Ce vol de données est d'une ampleur sans précédent pour le mouvement coopératif, a admis M. Cormier.
« Je suis indigné et je trouve totalement inacceptable ce qui vient de se passer », a-t-il dit, affirmant au passage qu'il ne s'agissait pas d'une cyberattaque, mais bien d'« un geste perpétré à l'interne par un employé malveillant ».

Un employé malveillant du Mouvement Desjardins a volé les données personnelles de 2,9 millions de membres personnels et corporatifs. Bien que le voleur n'ait pas eu accès aux mots de passe et aux questions secrètes des clients, des informations sensibles figurent parmi les informations volées. Entrevue avec Guy Cormier, président et chef de la direction de Desjardins
C'est une transaction suspecte survenue à Laval en décembre 2018 qui a éveillé les soupçons de Desjardins, qui a porté plainte auprès du Service de police de Laval (SPL). Mais ce n'est que le 14 juin dernier que celui-ci a confirmé au mouvement coopératif l'ampleur de la situation.

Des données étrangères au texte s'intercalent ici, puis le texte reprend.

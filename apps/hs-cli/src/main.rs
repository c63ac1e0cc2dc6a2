use anyhow::{Context, Result};
use clap::{ArgAction, Parser, Subcommand};
use serde::Serialize;
use std::fs::{self, File};
use std::io::{BufWriter, Read, Write};
use std::net::UdpSocket;
use std::thread;
use std::time::{Duration, Instant};
use time::format_description::well_known::Rfc3339;
use time::OffsetDateTime;
use tracing::{info, warn};

use datagram_transport::{ListenerState, MockSender, MockSocket};
use device_registry::{load_config_file, DeviceEvent, HandsetService, ServiceConfig};
use handset_protocol as proto;
use handset_protocol::{
    ButtonStates, DataPacket, DeviceId, Info, Quat, SessionInfo, TouchPoint, Touches, Vec3,
};

#[derive(Parser, Debug)]
#[command(
    name = "hs",
    version,
    about = "Handset link CLI",
    disable_help_subcommand = true
)]
struct Cli {
    #[command(subcommand)]
    command: Commands,
}

#[derive(Subcommand, Debug)]
enum Commands {
    /// Decode one payload and print the packet as JSON
    Decode {
        /// Payload text; a literal `\n` separates sub-messages. Reads stdin when omitted
        text: Option<String>,
        /// Read the payload from a file instead
        #[arg(long, conflicts_with = "text")]
        file: Option<String>,
        /// Pretty-print the JSON
        #[arg(long, action = ArgAction::SetTrue)]
        pretty: bool,
    },
    /// Send one payload as a single datagram
    Send {
        /// Destination host:port
        #[arg(long, default_value = "127.0.0.1:3010")]
        to: String,
        /// Payload text; a literal `\n` separates sub-messages
        text: String,
    },
    /// Stream a synthetic handset to a listener
    Simulate {
        /// Destination host:port
        #[arg(long, default_value = "127.0.0.1:3010")]
        to: String,
        /// Device id carried in the info group
        #[arg(long, default_value_t = 0)]
        id: i16,
        /// Device-reported name
        #[arg(long, default_value = "hs-sim")]
        name: String,
        /// Session id; a random one is generated when omitted
        #[arg(long)]
        session: Option<String>,
        /// Packets per second
        #[arg(long, default_value_t = 60.0)]
        rate_hz: f64,
        /// Number of packets to send
        #[arg(long, default_value_t = 600)]
        count: u64,
        /// Print datagrams instead of sending them
        #[arg(long, action = ArgAction::SetTrue)]
        dry_run: bool,
    },
    /// Run the polling driver in the foreground and print device events
    Listen {
        /// YAML service config
        #[arg(long)]
        config: Option<String>,
        /// Override the UDP port
        #[arg(long)]
        port: Option<u16>,
        /// Override the disconnect timeout
        #[arg(long)]
        timeout_secs: Option<f64>,
        /// Stop after this many seconds
        #[arg(long)]
        duration_secs: Option<f64>,
        /// Print device snapshots at this interval (0 disables)
        #[arg(long, default_value_t = 1000)]
        snapshot_ms: u64,
        /// Also append events as JSON lines to this file
        #[arg(long)]
        to: Option<String>,
        /// Feed the driver from an in-process simulator instead of UDP
        #[arg(long, action = ArgAction::SetTrue)]
        mock: bool,
    },
}

fn main() -> Result<()> {
    setup_tracing();
    let cli = Cli::parse();

    match cli.command {
        Commands::Decode { text, file, pretty } => {
            decode_payload(text.as_deref(), file.as_deref(), pretty)
        }
        Commands::Send { to, text } => send_payload(&to, &text),
        Commands::Simulate {
            to,
            id,
            name,
            session,
            rate_hz,
            count,
            dry_run,
        } => {
            let sim = Simulator::new(DeviceId(id), name, session);
            simulate(sim, &to, rate_hz, count, dry_run)
        }
        Commands::Listen {
            config,
            port,
            timeout_secs,
            duration_secs,
            snapshot_ms,
            to,
            mock,
        } => {
            let mut cfg = match config {
                Some(path) => load_config_file(path)?,
                None => ServiceConfig::default(),
            };
            if let Some(p) = port {
                cfg.port = p;
            }
            if let Some(t) = timeout_secs {
                cfg.disconnect_timeout_secs = t;
            }
            listen(cfg, duration_secs, snapshot_ms, to.as_deref(), mock)
        }
    }
}

fn setup_tracing() {
    // Best-effort; avoid panics if already set
    let _ = tracing_subscriber::fmt()
        .with_env_filter(tracing_subscriber::EnvFilter::from_default_env())
        .try_init();
}

fn unescape(text: &str) -> String {
    text.replace("\\n", "\n")
}

fn decode_payload(text: Option<&str>, file: Option<&str>, pretty: bool) -> Result<()> {
    let raw = match (text, file) {
        (Some(t), _) => unescape(t),
        (None, Some(path)) => {
            fs::read_to_string(path).with_context(|| format!("reading payload: {path}"))?
        }
        (None, None) => {
            let mut buf = String::new();
            std::io::stdin()
                .read_to_string(&mut buf)
                .context("reading payload from stdin")?;
            buf
        }
    };
    let packet = proto::decode(&raw);
    let json = if pretty {
        serde_json::to_string_pretty(&packet)?
    } else {
        serde_json::to_string(&packet)?
    };
    println!("{json}");
    Ok(())
}

fn send_payload(to: &str, text: &str) -> Result<()> {
    let socket = UdpSocket::bind(("0.0.0.0", 0)).context("binding sender socket")?;
    let payload = unescape(text);
    let n = socket
        .send_to(payload.as_bytes(), to)
        .with_context(|| format!("sending to {to}"))?;
    info!(to, bytes = n, "sent datagram");
    Ok(())
}

fn packet_interval(rate_hz: f64) -> Result<Duration> {
    if !(rate_hz.is_finite() && rate_hz > 0.0) {
        return Err(anyhow::anyhow!("--rate-hz must be positive, got {rate_hz}"));
    }
    Duration::try_from_secs_f64(1.0 / rate_hz).context("invalid --rate-hz")
}

fn simulate(mut sim: Simulator, to: &str, rate_hz: f64, count: u64, dry_run: bool) -> Result<()> {
    let interval = packet_interval(rate_hz)?;
    let socket = if dry_run {
        None
    } else {
        Some(UdpSocket::bind(("0.0.0.0", 0)).context("binding sender socket")?)
    };
    info!(
        id = %sim.id,
        session = %sim.session,
        count,
        "simulating handset"
    );
    for _ in 0..count {
        let datagram = proto::encode(&sim.next_packet());
        match &socket {
            Some(s) => {
                s.send_to(datagram.as_bytes(), to)
                    .with_context(|| format!("sending to {to}"))?;
            }
            None => println!("{datagram}\n"),
        }
        thread::sleep(interval);
    }
    info!(sent = count, "simulation finished");
    Ok(())
}

#[derive(Serialize)]
struct EventRecord<'a> {
    at: String,
    #[serde(flatten)]
    event: &'a DeviceEvent,
}

fn listen(
    cfg: ServiceConfig,
    duration_secs: Option<f64>,
    snapshot_ms: u64,
    to: Option<&str>,
    mock: bool,
) -> Result<()> {
    let mut writer = match to {
        Some(path) => Some(BufWriter::new(
            File::create(path).with_context(|| format!("creating {path}"))?,
        )),
        None => None,
    };
    let run_for = duration_secs
        .map(Duration::try_from_secs_f64)
        .transpose()
        .context("invalid --duration-secs")?;

    let mut svc = HandsetService::new(cfg)?;
    let feeder = if mock {
        let (socket, sender) = MockSocket::new();
        svc.start_with(socket)?;
        let sim = Simulator::new(DeviceId(0), "hs-mock".to_string(), None);
        Some(thread::spawn(move || feed_mock(sim, sender)))
    } else {
        let addr = svc.start()?;
        info!(%addr, "waiting for handsets");
        None
    };

    let started = Instant::now();
    let snapshot_every = Duration::from_millis(snapshot_ms);
    let mut last_snapshot = started;
    loop {
        let now = Instant::now();
        if run_for.is_some_and(|d| now.duration_since(started) >= d) {
            break;
        }
        if svc.listener_state() != ListenerState::Running {
            warn!(state = %svc.listener_state(), "listener is no longer running");
            break;
        }
        svc.poll(now);
        for event in svc.drain_events() {
            let record = EventRecord {
                at: OffsetDateTime::now_utc().format(&Rfc3339).unwrap_or_default(),
                event: &event,
            };
            let line = serde_json::to_string(&record)?;
            println!("{line}");
            if let Some(w) = writer.as_mut() {
                w.write_all(line.as_bytes())?;
                w.write_all(b"\n")?;
            }
        }
        if !snapshot_every.is_zero() && now.duration_since(last_snapshot) >= snapshot_every {
            for device in svc.devices() {
                println!("{}", serde_json::to_string(&device.snapshot(now))?);
            }
            last_snapshot = now;
        }
        thread::sleep(svc.config().poll_interval());
    }

    svc.stop();
    if let Some(handle) = feeder {
        if handle.join().is_err() {
            warn!("mock feeder thread panicked");
        }
    }
    if let Some(mut w) = writer {
        w.flush()?;
    }
    Ok(())
}

fn feed_mock(mut sim: Simulator, sender: MockSender) {
    let interval = Duration::from_millis(16);
    loop {
        let datagram = proto::encode(&sim.next_packet());
        // the listener dropped its end
        if sender.send(datagram).is_err() {
            break;
        }
        thread::sleep(interval);
    }
}

/// Synthetic handset: slow yaw, one finger circling, volume-up toggling every two seconds.
struct Simulator {
    id: DeviceId,
    name: String,
    session: String,
    sequence: i64,
    started: Instant,
}

const CANVAS_W: f32 = 1080.0;
const CANVAS_H: f32 = 1920.0;

impl Simulator {
    fn new(id: DeviceId, name: String, session: Option<String>) -> Self {
        Self {
            id,
            name,
            session: session.unwrap_or_else(|| uuid::Uuid::new_v4().to_string()),
            sequence: 0,
            started: Instant::now(),
        }
    }

    fn next_packet(&mut self) -> DataPacket {
        self.sequence += 1;
        let t = self.started.elapsed().as_secs_f32();
        let finger = TouchPoint::pressed_at(
            CANVAS_W * 0.5 + 300.0 * (t * 2.0).cos(),
            CANVAS_H * 0.5 + 300.0 * (t * 2.0).sin(),
        );
        DataPacket::default()
            .with_info(Info {
                id: self.id,
                device_time: f64::from(t),
                session: Some(SessionInfo {
                    device_id: self.name.clone(),
                    session_id: self.session.clone(),
                    sequence: self.sequence,
                }),
            })
            .with_rotation(Quat::from_axis_angle(Vec3::new(0.0, 1.0, 0.0), t * 0.5))
            .with_acceleration(Vec3::new(0.0, -9.81, 0.0))
            .with_touches(Touches {
                points: vec![finger],
                width: CANVAS_W,
                height: CANVAS_H,
            })
            .with_buttons(ButtonStates {
                volume_up: (t as u64 / 2) % 2 == 1,
                volume_down: false,
            })
    }
}
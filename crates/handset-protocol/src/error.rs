use serde::Serialize;
use thiserror::Error;

/// Why a field group could not be decoded. The group is skipped; siblings are unaffected.
#[derive(Debug, Clone, PartialEq, Eq, Error, Serialize)]
#[serde(tag = "reason", rename_all = "snake_case")]
pub enum DecodeError {
    #[error("sub-message has no payload")]
    MissingPayload,
    #[error("expected at least {expected} fields, found {found}")]
    TooFewFields { expected: usize, found: usize },
    #[error("expected exactly {expected} fields, found {found}")]
    TooManyFields { expected: usize, found: usize },
    #[error("field `{field}` is not a valid number: {value:?}")]
    InvalidNumber { field: &'static str, value: String },
    #[error("field `{field}` is not finite")]
    NonFinite { field: &'static str },
}
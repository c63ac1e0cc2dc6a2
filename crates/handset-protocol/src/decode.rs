use crate::{
    ButtonStates, DataPacket, DecodeError, DeviceId, Info, Quat, SessionInfo, TouchPoint,
    Touches, Vec3, MAX_TOUCHES,
};

/// Decode one datagram.
///
/// Never fails: each field group ends up present, absent or invalid, and a bad sub-message only
/// affects its own group. Later sub-messages of a kind overwrite earlier valid ones.
pub fn decode(text: &str) -> DataPacket {
    let mut packet = DataPacket::default();
    for line in text.split('\n') {
        let line = line.trim_end_matches('\r');
        if line.trim().is_empty() {
            continue;
        }
        // words[0] is the header, words[1..] the colon-separated payload
        let words: Vec<&str> = line.split(':').collect();
        let (code, _version) = parse_header(words.first().copied().unwrap_or_default());
        match code {
            "i" => packet.info.merge(decode_info(&words).into()),
            "q" => packet.rotation.merge(decode_rotation(&words).into()),
            "a" => packet.acceleration.merge(decode_acceleration(&words).into()),
            "t" => packet.touches.merge(decode_touches(&words).into()),
            "b" => packet.buttons.merge(decode_buttons(&words).into()),
            _ => packet.unknown_sub_messages += 1,
        }
    }
    packet
}

/// `<code>[,<version>]`; an unparsable version reads as 0.
fn parse_header(header: &str) -> (&str, i32) {
    let mut parts = header.split(',');
    let code = parts.next().unwrap_or_default().trim();
    let version = parts
        .next()
        .and_then(|v| v.trim().parse::<i32>().ok())
        .unwrap_or(0);
    (code, version)
}

fn payload<'a>(words: &[&'a str]) -> Result<&'a str, DecodeError> {
    words.get(1).copied().ok_or(DecodeError::MissingPayload)
}

fn fields(payload: &str) -> Vec<&str> {
    payload.split(',').map(str::trim).collect()
}

fn at_least(fields: &[&str], expected: usize) -> Result<(), DecodeError> {
    if fields.len() < expected {
        return Err(DecodeError::TooFewFields {
            expected,
            found: fields.len(),
        });
    }
    Ok(())
}

fn parse_f32(value: &str, field: &'static str) -> Result<f32, DecodeError> {
    let v = value
        .parse::<f32>()
        .map_err(|_| DecodeError::InvalidNumber {
            field,
            value: value.to_string(),
        })?;
    if !v.is_finite() {
        return Err(DecodeError::NonFinite { field });
    }
    Ok(v)
}

fn parse_f64(value: &str, field: &'static str) -> Result<f64, DecodeError> {
    let v = value
        .parse::<f64>()
        .map_err(|_| DecodeError::InvalidNumber {
            field,
            value: value.to_string(),
        })?;
    if !v.is_finite() {
        return Err(DecodeError::NonFinite { field });
    }
    Ok(v)
}

fn parse_int<T: core::str::FromStr>(value: &str, field: &'static str) -> Result<T, DecodeError> {
    value.parse::<T>().map_err(|_| DecodeError::InvalidNumber {
        field,
        value: value.to_string(),
    })
}

// i:<id>,<time>[,<deviceId>,<sessionId>,<sequence>]
fn decode_info(words: &[&str]) -> Result<Info, DecodeError> {
    let f = fields(payload(words)?);
    at_least(&f, 2)?;
    let id = DeviceId(parse_int::<i16>(f[0], "id")?);
    let device_time = parse_f64(f[1], "device_time")?;
    let session = if f.len() >= 5 {
        Some(SessionInfo {
            device_id: f[2].to_string(),
            session_id: f[3].to_string(),
            sequence: parse_int::<i64>(f[4], "sequence")?,
        })
    } else {
        None
    };
    Ok(Info {
        id,
        device_time,
        session,
    })
}

// q:<x>,<y>,<z>,<w>
fn decode_rotation(words: &[&str]) -> Result<Quat, DecodeError> {
    let f = fields(payload(words)?);
    at_least(&f, 4)?;
    if f.len() > 4 {
        return Err(DecodeError::TooManyFields {
            expected: 4,
            found: f.len(),
        });
    }
    Ok(Quat::new(
        parse_f32(f[0], "x")?,
        parse_f32(f[1], "y")?,
        parse_f32(f[2], "z")?,
        parse_f32(f[3], "w")?,
    ))
}

// a:<x>,<y>,<z>
fn decode_acceleration(words: &[&str]) -> Result<Vec3, DecodeError> {
    let f = fields(payload(words)?);
    at_least(&f, 3)?;
    Ok(Vec3::new(
        parse_f32(f[0], "x")?,
        parse_f32(f[1], "y")?,
        parse_f32(f[2], "z")?,
    ))
}

// t:<width>,<height>:<x0,y0 | empty>:<x1,y1 | empty>:...
fn decode_touches(words: &[&str]) -> Result<Touches, DecodeError> {
    let size = fields(payload(words)?);
    at_least(&size, 2)?;
    let width = parse_f32(size[0], "width")?;
    let height = parse_f32(size[1], "height")?;

    let mut points = Vec::with_capacity(words.len().saturating_sub(2).min(MAX_TOUCHES));
    for word in words.iter().skip(2).take(MAX_TOUCHES) {
        if word.trim().is_empty() {
            points.push(TouchPoint::RELEASED);
            continue;
        }
        let xy = fields(word);
        at_least(&xy, 2)?;
        points.push(TouchPoint::pressed_at(
            parse_f32(xy[0], "touch_x")?,
            parse_f32(xy[1], "touch_y")?,
        ));
    }
    Ok(Touches {
        points,
        width,
        height,
    })
}

// b:<volumeUp>,<volumeDown>; anything but "1" reads as released
fn decode_buttons(words: &[&str]) -> Result<ButtonStates, DecodeError> {
    let f = fields(payload(words)?);
    at_least(&f, 2)?;
    Ok(ButtonStates {
        volume_up: f[0] == "1",
        volume_down: f[1] == "1",
    })
}

#[cfg(test)]
mod tests {
    use super::*;
    use crate::{Group, Vec2};

    #[test]
    fn test_full_info() {
        let p = decode("i,0:1,5.0,dev1,sess1,1");
        let info = p.info.present().cloned();
        assert_eq!(
            info,
            Some(Info {
                id: DeviceId(1),
                device_time: 5.0,
                session: Some(SessionInfo {
                    device_id: "dev1".into(),
                    session_id: "sess1".into(),
                    sequence: 1,
                }),
            })
        );
        assert_eq!(p.device_id(), Some(DeviceId(1)));
    }

    #[test]
    fn test_short_info_has_no_session() {
        let p = decode("i,1:7,12.5");
        let info = p.info.present().cloned();
        assert_eq!(info.as_ref().map(|i| i.id), Some(DeviceId(7)));
        assert_eq!(info.and_then(|i| i.session), None);

        // three or four fields still count as the short form
        let p = decode("i:7,12.5,dev");
        assert!(p.info.present().is_some_and(|i| i.session.is_none()));
    }

    #[test]
    fn test_info_requires_id_and_time() {
        assert!(decode("i,0:1").info.is_invalid());
        assert!(decode("i,0").info.is_invalid());
        assert!(decode("i,0:x,1.0").info.is_invalid());
        assert!(decode("i,0:1,1.0,dev,sess,notanumber").info.is_invalid());
    }

    #[test]
    fn test_rotation_exact_values() {
        let p = decode("q,0:0.1,-0.2,0.3,0.9");
        assert_eq!(p.rotation.present(), Some(&Quat::new(0.1, -0.2, 0.3, 0.9)));
    }

    #[test]
    fn test_rotation_field_count() {
        assert_eq!(
            decode("q,0:0,0,1").rotation,
            Group::Invalid(DecodeError::TooFewFields {
                expected: 4,
                found: 3
            })
        );
        assert!(decode("q,0:0,0,0,1,5").rotation.is_invalid());
        assert!(decode("q,0:0,0,zero,1").rotation.is_invalid());
        assert!(decode("q,0:0,0,NaN,1").rotation.is_invalid());
    }

    #[test]
    fn test_acceleration_allows_extra_fields() {
        let p = decode("a,0:0.5,-9.8,0.1,42");
        assert_eq!(p.acceleration.present(), Some(&Vec3::new(0.5, -9.8, 0.1)));
        assert!(decode("a,0:0.5,-9.8").acceleration.is_invalid());
    }

    #[test]
    fn test_touches_slots() {
        let p = decode("t,0:1080,1920:10,20::30.5,40");
        let touches = p.touches.present().cloned().unwrap_or_default();
        assert_eq!(touches.width, 1080.0);
        assert_eq!(touches.height, 1920.0);
        assert_eq!(
            touches.points,
            vec![
                TouchPoint::pressed_at(10.0, 20.0),
                TouchPoint::RELEASED,
                TouchPoint::pressed_at(30.5, 40.0),
            ]
        );
        assert_eq!(touches.pressed_count(), 2);
    }

    #[test]
    fn test_touches_without_fingers() {
        let p = decode("t,0:320,480");
        let touches = p.touches.present().cloned().unwrap_or_default();
        assert!(touches.points.is_empty());
        assert_eq!(touches.width, 320.0);
    }

    #[test]
    fn test_touches_capped_at_capacity() {
        let mut msg = String::from("t,0:100,100");
        for i in 0..(MAX_TOUCHES + 4) {
            msg.push_str(&format!(":{i},{i}"));
        }
        let p = decode(&msg);
        let points = p.touches.present().map(|t| t.points.clone()).unwrap_or_default();
        assert_eq!(points.len(), MAX_TOUCHES);
        assert_eq!(points[MAX_TOUCHES - 1].position, Vec2::new(10.0, 10.0));
    }

    #[test]
    fn test_touches_bad_finger_invalidates_group() {
        assert!(decode("t,0:100,100:1,2:3").touches.is_invalid());
        assert!(decode("t,0:100:1,2").touches.is_invalid());
        assert!(decode("t,0").touches.is_invalid());
    }

    #[test]
    fn test_buttons() {
        let p = decode("b,0:1,0");
        assert_eq!(
            p.buttons.present(),
            Some(&ButtonStates {
                volume_up: true,
                volume_down: false
            })
        );
        let p = decode("b,0:yes,1");
        assert_eq!(
            p.buttons.present(),
            Some(&ButtonStates {
                volume_up: false,
                volume_down: true
            })
        );
        assert!(decode("b,0:1").buttons.is_invalid());
    }

    #[test]
    fn test_batch_merges_groups() {
        let p = decode("i,0:1,5.0,dev1,sess1,1\nq,0:0,0,0,1\na,0:1,2,3\nb,0:0,1");
        assert!(p.info.is_present());
        assert_eq!(p.rotation.present(), Some(&Quat::IDENTITY));
        assert!(p.acceleration.is_present());
        assert!(p.buttons.is_present());
        assert_eq!(p.touches, Group::Absent);
        assert_eq!(p.invalid_groups(), 0);
    }

    #[test]
    fn test_later_sub_message_overwrites() {
        let p = decode("q,0:0,0,0,1\nq,0:1,0,0,0");
        assert_eq!(p.rotation.present(), Some(&Quat::new(1.0, 0.0, 0.0, 0.0)));

        // a broken repeat does not erase the good one
        let p = decode("q,0:0,0,0,1\nq,0:broken");
        assert_eq!(p.rotation.present(), Some(&Quat::IDENTITY));
    }

    #[test]
    fn test_bad_group_does_not_affect_siblings() {
        let p = decode("i,0:2,1.5\nq,0:oops\na,0:1,2,3");
        assert!(p.info.is_present());
        assert!(p.rotation.is_invalid());
        assert!(p.acceleration.is_present());
        assert_eq!(p.invalid_groups(), 1);
    }

    #[test]
    fn test_unknown_codes_and_blank_lines() {
        let p = decode("\n\nz,0:1,2\r\nq:0,0,0,1\r\n");
        assert_eq!(p.unknown_sub_messages, 1);
        assert_eq!(p.rotation.present(), Some(&Quat::IDENTITY));
    }

    #[test]
    fn test_version_is_optional_and_lenient() {
        assert!(decode("q:0,0,0,1").rotation.is_present());
        assert!(decode("q,abc:0,0,0,1").rotation.is_present());
        assert_eq!(parse_header("q,7"), ("q", 7));
        assert_eq!(parse_header("q,abc"), ("q", 0));
    }

    #[test]
    fn test_empty_input() {
        assert_eq!(decode(""), DataPacket::default());
    }

    #[test]
    fn test_packet_serializes() -> anyhow::Result<()> {
        let p = decode("i,0:1,5.0\nq,0:bad");
        let json = serde_json::to_value(&p)?;
        assert_eq!(json["rotation"]["invalid"]["reason"], "invalid_number");
        assert_eq!(json["info"]["present"]["id"], 1);
        Ok(())
    }

    mod proptest_tests {
        use super::*;
        use proptest::prelude::*;

        proptest! {
            #[test]
            fn decode_no_panic_on_arbitrary_text(text in ".{0,256}") {
                let _ = decode(&text);
            }

            #[test]
            fn decode_no_panic_on_protocol_like_text(
                text in "([iqatb](,[0-9]{0,2})?(:[-0-9.,a-z]{0,12}){0,5}\n?){0,6}"
            ) {
                let p = decode(&text);
                prop_assert!(p.invalid_groups() <= 5);
            }

            #[test]
            fn rotation_values_survive_decode(
                x in -1.0f32..1.0, y in -1.0f32..1.0, z in -1.0f32..1.0, w in -1.0f32..1.0,
            ) {
                let p = decode(&format!("q,0:{x},{y},{z},{w}"));
                prop_assert_eq!(p.rotation.present(), Some(&Quat::new(x, y, z, w)));
            }
        }
    }
}
use crate::{DatagramSocket, Result, TransportError};
use std::net::{Ipv4Addr, SocketAddr};
use std::sync::mpsc::{self, Receiver, RecvTimeoutError, Sender};
use std::time::Duration;

fn mock_peer() -> SocketAddr {
    SocketAddr::from((Ipv4Addr::LOCALHOST, 50_000))
}

/// An in-process socket fed by a [`MockSender`]. Dropping every sender closes the socket.
pub struct MockSocket {
    rx: Receiver<Result<Vec<u8>>>,
    addr: SocketAddr,
}

/// Feeds datagrams into a [`MockSocket`].
#[derive(Clone)]
pub struct MockSender {
    tx: Sender<Result<Vec<u8>>>,
    peer: SocketAddr,
}

impl MockSocket {
    pub fn new() -> (Self, MockSender) {
        let (tx, rx) = mpsc::channel();
        let socket = Self {
            rx,
            addr: SocketAddr::from((Ipv4Addr::LOCALHOST, crate::DEFAULT_PORT)),
        };
        let sender = MockSender {
            tx,
            peer: mock_peer(),
        };
        (socket, sender)
    }
}

impl MockSender {
    pub fn send(&self, payload: impl AsRef<[u8]>) -> Result<()> {
        self.tx
            .send(Ok(payload.as_ref().to_vec()))
            .map_err(|_| TransportError::Closed)
    }

    /// Address reported as the sender of every mock datagram.
    pub fn peer(&self) -> SocketAddr {
        self.peer
    }

    /// Make the socket's next `recv` return `err` instead of a datagram.
    pub fn fail(&self, err: TransportError) -> Result<()> {
        self.tx.send(Err(err)).map_err(|_| TransportError::Closed)
    }
}

impl DatagramSocket for MockSocket {
    fn local_addr(&self) -> Result<SocketAddr> {
        Ok(self.addr)
    }

    fn recv(&mut self, buf: &mut [u8], timeout_ms: Option<u64>) -> Result<(usize, SocketAddr)> {
        let payload = match timeout_ms {
            Some(ms) => self
                .rx
                .recv_timeout(Duration::from_millis(ms))
                .map_err(|e| match e {
                    RecvTimeoutError::Timeout => TransportError::Timeout,
                    RecvTimeoutError::Disconnected => TransportError::Closed,
                })?,
            None => self.rx.recv().map_err(|_| TransportError::Closed)?,
        }?;
        // Same truncation rule as a real datagram socket.
        let n = payload.len().min(buf.len());
        buf[..n].copy_from_slice(&payload[..n]);
        Ok((n, mock_peer()))
    }
}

Selon une source proche du dossier, les données ont été retrouvées sur des clefs USB. Elles concernent 2,7 millions de particuliers ainsi que 173 000 entreprises, soit un peu plus de 40 % des clients du groupe financier.
Des noms, prénoms, dates de naissance, numéros d'assurance sociale, adresses, numéros de téléphone, courriels ainsi que d'autres renseignements portant sur les « habitudes transactionnelles » et les « produits » bancaires détenus par les clients de Desjardins ont été transmis illégalement à des tiers. Toutefois, les mots de passe, les numéros d'identification personnels (NIP) des membres et leurs questions de sécurité n'ont pas été compromis.
Le suspect arrêté, puis libéré
L'employé à l'origine de la fuite a été interpellé et interrogé, a précisé l'inspecteur François Dumais après la conférence de presse. Mais comme aucune accusation n'a encore été déposée contre lui, rien ne peut être dit en ce qui a trait à son identité, outre le fait qu'il a été remis en liberté en attendant la suite des procédures judiciaires.
Sur les circonstances du crime, l'inspecteur Dumais s'est également fait avare de détails. « C'est une infraction criminelle qui s'est passée sur notre territoire qui nous a permis de débuter une enquête, et, au fil du temps, les éléments recueillis dans l'enquête nous ont permis de constater l'ampleur des actes qui avaient été posés et de l'événement », s'est-il contenté de dire.
Le SPL a confié l'enquête criminelle à son équipe de lutte contre la fraude. Celle-ci n'a pas effectué d'autres arrestations jusqu'à maintenant. « Mais on garde l'esprit ouvert », a déclaré François Dumais.
La police de Laval n'en est pas à sa première enquête du genre, a spécifié l'inspecteur.
« Depuis le début de l'année, au niveau de la Ville de Laval, on a environ 450 dossiers de fraude. Un petit peu plus du tiers d'entre eux sont reliés à des vols d'identité. C'est un fléau. Encore une fois, on demande aux gens d'être très vigilants envers leurs données personnelles et de faire un suivi sur les différentes demandes de crédit qui pourraient être faites en leur nom. »

Vol de données personnelles de près de 3 millions de membres de Desjardins. Doit-on s'inquiéter des conséquences ? Entrevue avec Michel Carlos, ex-chef de l'escouade des crimes économiques à la SQ et vice-président des opérations chez Artemis Renseignement.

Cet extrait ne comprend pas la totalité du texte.